Proyek Belasan Miliar Tanpa Transparansi?
KalbarOke.Com – Dugaan korupsi mencuat di lingkungan Badan Perencanaan Pembangunan Daerah (Bappeda) Kabupaten Kapuas Hulu. Hal ini terkait proyek pekerjaan jasa konsultansi pada tahun anggaran 2023 yang menelan biaya fantastis, mencapai Rp15.089.000.000. Dugaan ini muncul karena proyek tersebut diduga dilaksanakan tanpa melalui proses lelang yang transparan melalui Layanan Pengadaan Secara Elektronik (LPSE).
Dalam proyek ini, Bappeda Kapuas Hulu menunjuk pihak ketiga, yang kabarnya adalah sebuah perguruan tinggi di Kalimantan Barat, sebagai pelaksana teknis. Namun, anehnya, kegiatan yang terbagi dalam 13 paket pekerjaan ini tidak pernah diumumkan atau dilelangkan secara terbuka.
Detail Proyek dan Temuan Pemeriksaan
Proyek jasa konsultansi ini terdiri dari 11 paket pekerjaan belanja jasa konsultansi berorientasi layanan dan 2 paket pekerjaan belanja jasa lainnya. Secara total, nilai pagu anggarannya mencapai belasan miliar rupiah.
Informasi yang beredar menyebutkan bahwa laporan hasil pemeriksaan keuangan oleh lembaga pemeriksa keuangan (BPK-RI) menemukan adanya temuan yang mengharuskan pengembalian dana miliaran rupiah ke kas daerah atau kas negara.
“SK jelas tanda tangan Kepala Bappeda. Apakah dibenarkan dengan pagu dana 15 miliar hanya berupa SK, sementara SK harus tanda tangan Bupati kalau mengacu pada Perpres 16 Tahun 2018,” ungkap seorang sumber di Putussibau yang tidak ingin disebutkan namanya.
Analisis Hukum dan Keterlibatan Polisi
Menanggapi hal ini, pengacara Herman Hofi Munawar di Pontianak menyatakan bahwa pengadaan barang dan jasa pemerintah senilai Rp15,8 miliar tanpa lelang sangat mengejutkan.

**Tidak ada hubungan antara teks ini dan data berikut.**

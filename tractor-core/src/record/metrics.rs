//! Per-episode metrics of a run.
use super::{Record, RecordValue};
use crate::error::RecordError;
use anyhow::Result;
use log::info;
use serde::{Deserialize, Serialize};
use std::{convert::TryFrom, fs::File, path::Path};

/// Scalar summary of one finished episode.
#[derive(Debug, Clone, PartialEq, Serialize, Deserialize)]
pub struct EpisodeSummary {
    /// One-based index of the episode in the run.
    pub episode: usize,

    /// Sum of the rewards received in the episode.
    pub total_reward: f32,

    /// Number of steps taken.
    pub step_count: usize,

    /// Exploration rate in effect during the episode.
    pub final_epsilon: f64,

    /// Largest `info.progress` reported by the simulator.
    pub max_progress: f32,

    /// Mean loss of the optimization steps of the episode, if any ran.
    pub mean_loss: Option<f32>,
}

impl From<&EpisodeSummary> for Record {
    fn from(s: &EpisodeSummary) -> Self {
        let mut record = Record::from_slice(&[
            ("episode", RecordValue::Scalar(s.episode as f32)),
            ("total_reward", RecordValue::Scalar(s.total_reward)),
            ("step_count", RecordValue::Scalar(s.step_count as f32)),
            ("epsilon", RecordValue::Scalar(s.final_epsilon as f32)),
            ("max_progress", RecordValue::Scalar(s.max_progress)),
        ]);
        if let Some(loss) = s.mean_loss {
            record.insert("mean_loss", RecordValue::Scalar(loss));
        }
        record
    }
}

impl TryFrom<&Record> for EpisodeSummary {
    type Error = RecordError;

    fn try_from(record: &Record) -> Result<Self, Self::Error> {
        let mean_loss = record.get_scalar("mean_loss").ok();
        Ok(Self {
            episode: record.get_scalar("episode")? as usize,
            total_reward: record.get_scalar("total_reward")?,
            step_count: record.get_scalar("step_count")? as usize,
            final_epsilon: record.get_scalar("epsilon")? as f64,
            max_progress: record.get_scalar("max_progress")?,
            mean_loss,
        })
    }
}

/// Averages over the most recent episodes.
#[derive(Debug, Clone, Copy, PartialEq)]
pub struct WindowStats {
    /// Number of episodes averaged.
    pub n_episodes: usize,

    /// Mean total reward.
    pub mean_reward: f32,

    /// Mean of the maximum progress.
    pub mean_progress: f32,
}

/// Accumulates [`EpisodeSummary`]s at episode boundaries.
///
/// Summaries are never modified once pushed.
#[derive(Debug, Default, Clone)]
pub struct MetricsRecorder {
    history: Vec<EpisodeSummary>,
}

impl MetricsRecorder {
    /// Creates an empty recorder.
    pub fn new() -> Self {
        Self::default()
    }

    /// Appends the summary of a finished episode.
    pub fn push(&mut self, summary: EpisodeSummary) {
        self.history.push(summary);
    }

    /// All summaries in episode order.
    pub fn history(&self) -> &[EpisodeSummary] {
        &self.history
    }

    /// Number of recorded episodes.
    pub fn len(&self) -> usize {
        self.history.len()
    }

    /// Returns `true` if no episode was recorded.
    pub fn is_empty(&self) -> bool {
        self.history.is_empty()
    }

    /// Averages over the last `n` episodes, or fewer if fewer were recorded.
    pub fn window_stats(&self, n: usize) -> Option<WindowStats> {
        let start = self.history.len().saturating_sub(n);
        let window = &self.history[start..];
        if window.is_empty() {
            return None;
        }
        let k = window.len() as f32;
        Some(WindowStats {
            n_episodes: window.len(),
            mean_reward: window.iter().map(|s| s.total_reward).sum::<f32>() / k,
            mean_progress: window.iter().map(|s| s.max_progress).sum::<f32>() / k,
        })
    }

    /// The first episode with the highest total reward.
    pub fn best_episode(&self) -> Option<&EpisodeSummary> {
        self.history.iter().fold(None, |best, s| match best {
            Some(b) if b.total_reward >= s.total_reward => Some(b),
            _ => Some(s),
        })
    }

    /// Mean total reward over the whole run.
    pub fn mean_reward(&self) -> Option<f32> {
        self.window_stats(self.history.len()).map(|w| w.mean_reward)
    }

    /// Highest progress reached in any episode.
    pub fn best_progress(&self) -> Option<f32> {
        self.history
            .iter()
            .map(|s| s.max_progress)
            .fold(None, |m, p| Some(m.map_or(p, |m: f32| m.max(p))))
    }

    /// Writes the history as CSV, one row per episode.
    pub fn save_csv(&self, path: impl AsRef<Path>) -> Result<()> {
        let mut wtr = csv::Writer::from_writer(File::create(path.as_ref())?);
        for summary in self.history.iter() {
            wtr.serialize(summary)?;
        }
        wtr.flush()?;
        info!("Saved metrics of {} episodes to {:?}", self.len(), path.as_ref());
        Ok(())
    }
}
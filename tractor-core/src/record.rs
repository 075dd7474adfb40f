//! Types for recording training metrics.
//!
//! * [`Record`] - A container of key-value pairs, returned by optimization steps
//!   and built from episode summaries.
//! * [`RecordValue`] - The values a record can hold.
//! * [`MetricsRecorder`] - Per-episode history of a run, exported as CSV for
//!   external plotting.
//!
//! # Basic Usage
//!
//! ```rust
//! use tractor_core::record::{Record, RecordValue};
//!
//! let mut record = Record::from_scalar("loss", 0.25);
//! record.insert("episode", RecordValue::Scalar(4.0));
//! assert_eq!(record.get_scalar("loss").unwrap(), 0.25);
//! ```
mod base;
mod metrics;

pub use base::{Record, RecordValue};
pub use metrics::{EpisodeSummary, MetricsRecorder, WindowStats};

Ia menjelaskan bahwa berdasarkan peraturan seperti Perpres No. 16 Tahun 2018 dan Perpres No. 12 Tahun 2021, pengadaan barang dan jasa harus dilakukan secara transparan dan akuntabel. Pengadaan tanpa lelang berisiko menimbulkan penyalahgunaan anggaran dan ketidakadilan.
Namun, Herman juga menegaskan bahwa tidak semua pelanggaran dalam pengadaan barang/jasa adalah tindak pidana korupsi. Pelanggaran bisa jadi merupakan pelanggaran hukum administrasi terkait prosedur yang tidak dipatuhi, seperti SK yang ditandatangani oleh pejabat yang tidak berwenang. “Jika hal ini terjadi, pelanggaran ini dapat diselesaikan melalui sanksi administratif, seperti teguran atau kewajiban mengembalikan kerugian negara,” jelasnya.
Kasus dugaan korupsi ini telah menarik perhatian Direskrimsus Polda Kalbar. Polda Kalbar bahkan sempat menyurati Kepala Bappeda Kabupaten Kapuas Hulu melalui surat bernomor B/14/I/RES.3.5./2025/Ditreskrimsus pada 10 Januari 2025, yang isinya adalah permintaan dokumen terkait proyek tersebut. Hal ini menunjukkan bahwa kasus ini telah masuk dalam tahap penyelidikan oleh pihak berwajib.